I always feel a bit of a lightweight—a little “woowoo”–here at TSM as I rarely write about the craft. I’m passionate about process, you see. For me, that’s the essence of the writing life. The means by which the brain produces a creative thought and the way we get it onto paper holds endless fascination for me. How do we do this thing that we do? How can we do it better?
The process—the writing habit—is what makes us writers, and it is as unique to the individual as a fingerprint. It is something we can nurture and fine-tune. At the same time, it falls under the “don’t think about it, just do it” category.

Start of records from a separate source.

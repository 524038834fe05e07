//! Host Monitor – amostras do próprio host via `sysinfo`.
//!
//! Alimenta o buffer do serviço quando o sender roda num PC em vez do
//! dispositivo: categoria `System` com uso de CPU, RAM, temperatura e uptime.

use logtracer_core::types::Sample;
use sysinfo::{Components, CpuRefreshKind, MemoryRefreshKind, RefreshKind, System};
use tracing::debug;

/// Categoria usada por todas as amostras do host.
pub const HOST_CATEGORY: &str = "System";

/// Leitura instantânea do host.
#[derive(Debug, Clone, Default, PartialEq)]
pub struct HostSnapshot {
    /// Uso total da CPU (0–100%)
    pub cpu_usage: f32,
    /// Temperatura da CPU (°C), 0 se indisponível
    pub cpu_temp: f32,
    /// RAM usada (0–100%)
    pub ram_used: f32,
    /// Segundos desde o boot
    pub uptime_secs: u64,
}

impl HostSnapshot {
    /// Converte a leitura em amostras, na ordem em que vão para o buffer.
    pub fn samples(&self) -> Vec<Sample> {
        let mut samples = vec![
            Sample::new(HOST_CATEGORY, "cpu_usage", self.cpu_usage),
            Sample::new(HOST_CATEGORY, "ram_used", self.ram_used),
        ];
        if self.cpu_temp > 0.0 {
            samples.push(Sample::new(HOST_CATEGORY, "cpu_temp", self.cpu_temp));
        }
        samples.push(Sample::new(
            HOST_CATEGORY,
            "uptime",
            format_uptime(self.uptime_secs),
        ));
        samples
    }
}

/// `"3d 04h 12m"`, `"12h 03m"` ou `"7m"`.
pub fn format_uptime(secs: u64) -> String {
    let days = secs / 86_400;
    let hours = (secs % 86_400) / 3600;
    let minutes = (secs % 3600) / 60;
    if days > 0 {
        format!("{days}d {hours:02}h {minutes:02}m")
    } else if hours > 0 {
        format!("{hours}h {minutes:02}m")
    } else {
        format!("{minutes}m")
    }
}

/// Monitor de hardware do host.
pub struct HostMonitor {
    sys: System,
    components: Components,
}

impl HostMonitor {
    pub fn new() -> Self {
        let sys = System::new_with_specifics(
            RefreshKind::nothing()
                .with_cpu(CpuRefreshKind::everything())
                .with_memory(MemoryRefreshKind::everything()),
        );
        Self {
            sys,
            components: Components::new_with_refreshed_list(),
        }
    }

    /// Atualiza os contadores e retorna a leitura atual.
    pub fn collect(&mut self) -> HostSnapshot {
        self.sys.refresh_cpu_all();
        self.sys.refresh_memory();
        self.components.refresh(true);

        let total = self.sys.total_memory() as f64;
        let used = self.sys.used_memory() as f64;
        let ram_used = if total > 0.0 {
            (used / total * 100.0) as f32
        } else {
            0.0
        };

        let snapshot = HostSnapshot {
            cpu_usage: self.sys.global_cpu_usage(),
            cpu_temp: self.cpu_temp_from_components(),
            ram_used,
            uptime_secs: System::uptime(),
        };
        debug!("Host: {snapshot:?}");
        snapshot
    }

    /// Maior temperatura plausível entre os sensores de CPU.
    fn cpu_temp_from_components(&self) -> f32 {
        let mut temp = 0.0_f32;
        for comp in self.components.iter() {
            let label = comp.label().to_lowercase();
            if label.contains("cpu")
                || label.contains("tctl")
                || label.contains("tdie")
                || label.contains("package")
                || label.contains("core")
            {
                if let Some(t) = comp.temperature() {
                    if t > temp && t < 150.0 {
                        temp = t;
                    }
                }
            }
        }
        temp
    }
}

A fellow Creative Monsters Challenge participant shared a paragraph from his journal that perfectly sums up my feelings on process. He kindly gave me permission to quote him:
“The first text you need to compose is your writing process. All your other texts will follow from that one, so craft it carefully. Your writing can’t succeed until you teach yourself how to show up. Your process is a memory device; it tells you how you go about composing, and gives you a map for how to create. Your map shows the path you’ve used before and gives you the confidence that you can do it again. Without the map, you’re relying on luck or hope that you can find your way; with it you have landmarks showing where your intentions and words have gathered in the past, and where you can return to meet them again. Remember the ways you got stuck and where you go to find yourself again. Remember what feels easy and strong. Remember what gives you direction and power when you feel your confidence failing you. Remember where you go to remind yourself why this matters to you.” ~Michael Robinson
Writing doesn’t have to be done daily. It doesn’t have to be done in the morning. Some writers’ processes don’t work like that. But it does need to be consistent. Outliner, pantser, daily writer, weekend writer, slow or fast, morning or night—these are just different ways we describe process.
There are no right or wrong writing/creative processes. You can improve upon your natural inclinations if you so choose, and chances are you’ll stumble across other writers who have similar methods, but you can’t do it wrong, as long as you’re doing it.
Writers are quick to identify common ground. “What? You do that, too? I thought I was the only one!” Resistance, fear, sloggy middles, we recognize these things. We don’t write for fear that we’ll write crap, and yet we need to write crap to learn, grow, and improve. Yes, there are common elements, but they aren’t the whole of our process. Celebrating our individual differences is a great way to support each other.
I care very much about supporting other writers (and their processes).
There is so much to what we do. There’s craft, mechanics, structure, rhythm, character, plot, arc, revision, edits, and more. They are all important. But we start with process. Process is the first “rubber meets road” event in the journey of writing.
I’ll keep writing about process, not only because it fascinates me, but because I want it to fascinate you, too.
Whether you write for yourself or a wider audience, your process matters.